▸ WHAT IS EXPECTED
Please restate exactly what appears in the records below from the first line to the line where "kind of entity." is, that line included.

++++ EXERCISE DATA

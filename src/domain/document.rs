use std::{
    collections::BTreeMap,
    fmt,
    ops::{Deref, DerefMut},
};

use serde::{Deserialize, Serialize};

use crate::domain::{Id, Metadata, Provenance, Reference, Requirement, Tag, UnitOfWork};

/// The three kinds of entity a requirements document holds.
#[derive(Debug, Clone, Copy, PartialEq, Eq, PartialOrd, Ord, Hash, Serialize)]
#[serde(rename_all = "snake_case")]
pub enum EntityKind {
    /// A functional requirement.
    Functional,
    /// A non-functional requirement.
    NonFunctional,
    /// A unit of work.
    UnitOfWork,
}

impl EntityKind {
    /// The top-level key of the section holding this kind of entity.
    #[must_use]
    pub const fn section(self) -> &'static str {
        match self {
            Self::Functional => "functional_requirements",
            Self::NonFunctional => "non_functional_requirements",
            Self::UnitOfWork => "units_of_work",
        }
    }
}

impl fmt::Display for EntityKind {
    fn fmt(&self, f: &mut fmt::Formatter<'_>) -> fmt::Result {
        let s = match self {
            Self::Functional => "functional requirement",
            Self::NonFunctional => "non-functional requirement",
            Self::UnitOfWork => "unit of work",
        };
        f.write_str(s)
    }
}

/// The kind of a cross-reference.
#[derive(Debug, Clone, Copy, PartialEq, Eq, PartialOrd, Ord, Hash, Serialize)]
#[serde(rename_all = "snake_case")]
pub enum LinkKind {
    /// An entry of a `dependencies` list.
    Dependency,
    /// An entry of a unit of work's `implements` list.
    Implements,
    /// An entry of a requirement's `validates` list.
    Validates,
}

impl fmt::Display for LinkKind {
    fn fmt(&self, f: &mut fmt::Formatter<'_>) -> fmt::Result {
        let s = match self {
            Self::Dependency => "depends on",
            Self::Implements => "implements",
            Self::Validates => "validates",
        };
        f.write_str(s)
    }
}

/// A borrowed cross-reference together with the entity it starts from.
#[derive(Debug, Clone, Copy, PartialEq, Eq)]
pub struct Link<'a> {
    /// The identifier of the referring entity.
    pub from: &'a Id,
    /// The kind of the entity the reference starts from.
    pub from_kind: EntityKind,
    /// Which list the reference sits in.
    pub kind: LinkKind,
    /// The reference itself.
    pub reference: &'a Reference,
}

/// The three identifier-keyed sections shared by source and merged documents.
#[derive(Debug, Clone, Default, PartialEq, Serialize, Deserialize)]
pub struct Sections {
    /// Functional requirements.
    #[serde(
        rename = "functional_requirements",
        default,
        skip_serializing_if = "BTreeMap::is_empty"
    )]
    pub functional: BTreeMap<Id, Requirement>,

    /// Non-functional requirements.
    #[serde(
        rename = "non_functional_requirements",
        default,
        skip_serializing_if = "BTreeMap::is_empty"
    )]
    pub non_functional: BTreeMap<Id, Requirement>,

    /// Units of work.
    #[serde(default, skip_serializing_if = "BTreeMap::is_empty")]
    pub units_of_work: BTreeMap<Id, UnitOfWork>,
}

impl Sections {
    /// Every identifier, functional first, then non-functional, then units of
    /// work, each section in key order.
    pub fn ids(&self) -> impl Iterator<Item = (EntityKind, &Id)> {
        self.functional
            .keys()
            .map(|id| (EntityKind::Functional, id))
            .chain(
                self.non_functional
                    .keys()
                    .map(|id| (EntityKind::NonFunctional, id)),
            )
            .chain(
                self.units_of_work
                    .keys()
                    .map(|id| (EntityKind::UnitOfWork, id)),
            )
    }

    /// Which section, if any, defines `id`.
    #[must_use]
    pub fn kind_of(&self, id: &Id) -> Option<EntityKind> {
        if self.functional.contains_key(id) {
            Some(EntityKind::Functional)
        } else if self.non_functional.contains_key(id) {
            Some(EntityKind::NonFunctional)
        } else if self.units_of_work.contains_key(id) {
            Some(EntityKind::UnitOfWork)
        } else {
            None
        }
    }

    /// Whether any section defines `id`.
    #[must_use]
    pub fn contains(&self, id: &Id) -> bool {
        self.kind_of(id).is_some()
    }

    /// Total number of entities across all sections.
    #[must_use]
    pub fn len(&self) -> usize {
        self.functional.len() + self.non_functional.len() + self.units_of_work.len()
    }

    /// Whether all sections are empty.
    #[must_use]
    pub fn is_empty(&self) -> bool {
        self.len() == 0
    }

    /// Every cross-reference in the document, in section and key order.
    pub fn links(&self) -> impl Iterator<Item = Link<'_>> {
        let requirements = self
            .functional
            .iter()
            .map(|entry| (EntityKind::Functional, entry))
            .chain(
                self.non_functional
                    .iter()
                    .map(|entry| (EntityKind::NonFunctional, entry)),
            )
            .flat_map(|(from_kind, (from, requirement))| {
                requirement.links().map(move |(kind, reference)| Link {
                    from,
                    from_kind,
                    kind,
                    reference,
                })
            });

        let units = self.units_of_work.iter().flat_map(|(from, uow)| {
            uow.links().map(move |(kind, reference)| Link {
                from,
                from_kind: EntityKind::UnitOfWork,
                kind,
                reference,
            })
        });

        requirements.chain(units)
    }

    pub(crate) fn references_mut(&mut self) -> impl Iterator<Item = &mut Reference> {
        let requirements = self
            .functional
            .values_mut()
            .chain(self.non_functional.values_mut())
            .flat_map(|requirement| requirement.references_mut());
        let units = self
            .units_of_work
            .values_mut()
            .flat_map(|uow| uow.references_mut());
        requirements.chain(units)
    }
}

/// A single loaded source: the base document or one extension.
///
/// Created once per source by the loader and never modified after its
/// references have been rewritten.
#[derive(Debug, Clone, PartialEq)]
pub struct RequirementsDocument {
    provenance: Provenance,
    tag: Option<Tag>,
    metadata: Metadata,
    sections: Sections,
}

impl RequirementsDocument {
    /// An empty document for the given source.
    #[must_use]
    pub fn new(provenance: Provenance) -> Self {
        Self::from_sections(provenance, Sections::default())
    }

    /// A document for the given source with the given contents.
    #[must_use]
    pub const fn from_sections(provenance: Provenance, sections: Sections) -> Self {
        Self {
            provenance,
            tag: None,
            metadata: Metadata::new(),
            sections,
        }
    }

    /// Override the tag used when this document's identifiers are renamed.
    #[must_use]
    pub fn with_tag(mut self, tag: Tag) -> Self {
        self.tag = Some(tag);
        self
    }

    /// Attach the source's top-level `metadata` block.
    #[must_use]
    pub fn with_metadata(mut self, metadata: Metadata) -> Self {
        self.metadata = metadata;
        self
    }

    /// The source's top-level `metadata` block, carried through unchanged.
    #[must_use]
    pub const fn metadata(&self) -> &Metadata {
        &self.metadata
    }

    /// The source this document was loaded from.
    #[must_use]
    pub const fn provenance(&self) -> &Provenance {
        &self.provenance
    }

    /// The rename tag: the explicit override if one was given, otherwise the
    /// tag derived from the provenance.
    #[must_use]
    pub fn tag(&self) -> Tag {
        self.tag.clone().unwrap_or_else(|| self.provenance.tag())
    }

    /// The document contents.
    #[must_use]
    pub const fn sections(&self) -> &Sections {
        &self.sections
    }

    /// Consume the document, returning its contents.
    #[must_use]
    pub fn into_sections(self) -> Sections {
        self.sections
    }
}

impl Deref for RequirementsDocument {
    type Target = Sections;

    fn deref(&self) -> &Self::Target {
        &self.sections
    }
}

impl DerefMut for RequirementsDocument {
    fn deref_mut(&mut self) -> &mut Self::Target {
        &mut self.sections
    }
}

/// One entry of the rename log.
#[derive(Debug, Clone, PartialEq, Eq, Serialize)]
pub struct Rename {
    /// The identifier as written in its source.
    pub original: Id,
    /// The source that defined it.
    pub provenance: Provenance,
    /// The identifier it has in the merged document.
    #[serde(rename = "final")]
    pub final_id: Id,
}

/// The combined document produced by a merge.
#[derive(Debug, Clone, Default, PartialEq)]
pub struct MergedDocument {
    sections: Sections,
    origins: BTreeMap<Id, Provenance>,
    sources: Vec<Provenance>,
    metadata: BTreeMap<Provenance, Metadata>,
    renames: Vec<Rename>,
}

impl MergedDocument {
    /// The merged contents.
    #[must_use]
    pub const fn sections(&self) -> &Sections {
        &self.sections
    }

    /// The source that contributed the entity now called `id`.
    #[must_use]
    pub fn provenance_of(&self, id: &Id) -> Option<&Provenance> {
        self.origins.get(id)
    }

    /// The sources folded in, in merge order (base first).
    #[must_use]
    pub fn sources(&self) -> &[Provenance] {
        &self.sources
    }

    /// The `metadata` block of every source that had one, by provenance.
    #[must_use]
    pub const fn source_metadata(&self) -> &BTreeMap<Provenance, Metadata> {
        &self.metadata
    }

    /// Every identifier that was renamed, in the order renames happened.
    #[must_use]
    pub fn renames(&self) -> &[Rename] {
        &self.renames
    }

    /// Fold a fully renamed and rewritten source into the merged document.
    ///
    /// The caller guarantees that none of the document's identifiers are
    /// already present.
    pub(crate) fn absorb(&mut self, document: RequirementsDocument, renames: Vec<Rename>) {
        let RequirementsDocument {
            provenance,
            metadata,
            sections,
            ..
        } = document;

        for (_, id) in sections.ids() {
            debug_assert!(!self.sections.contains(id), "{id} merged twice");
            self.origins.insert(id.clone(), provenance.clone());
        }

        self.sections.functional.extend(sections.functional);
        self.sections.non_functional.extend(sections.non_functional);
        self.sections.units_of_work.extend(sections.units_of_work);
        if !metadata.is_empty() {
            self.metadata.insert(provenance.clone(), metadata);
        }
        self.sources.push(provenance);
        self.renames.extend(renames);
    }

    pub(crate) fn sections_mut(&mut self) -> &mut Sections {
        &mut self.sections
    }
}

impl Deref for MergedDocument {
    type Target = Sections;

    fn deref(&self) -> &Self::Target {
        &self.sections
    }
}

++++++++

▸ EXERCISE RESPONSE
filename src/domain/document.rs
use std::{
    collections::BTreeMap,
    fmt,
    ops::{Deref, DerefMut},
};

use serde::{Deserialize, Serialize};

use crate::domain::{Id, Metadata, Provenance, Reference, Requirement, Tag, UnitOfWork};

/// The three kinds of entity a requirements document holds.
#[derive(Debug, Clone, Copy, PartialEq, Eq, PartialOrd, Ord, Hash, Serialize)]
#[serde(rename_all = "snake_case")]
pub enum EntityKind {
    /// A functional requirement.
    Functional,
    /// A non-functional requirement.
    NonFunctional,
    /// A unit of work.
    UnitOfWork,
}

impl EntityKind {
    /// The top-level key of the section holding this kind of entity.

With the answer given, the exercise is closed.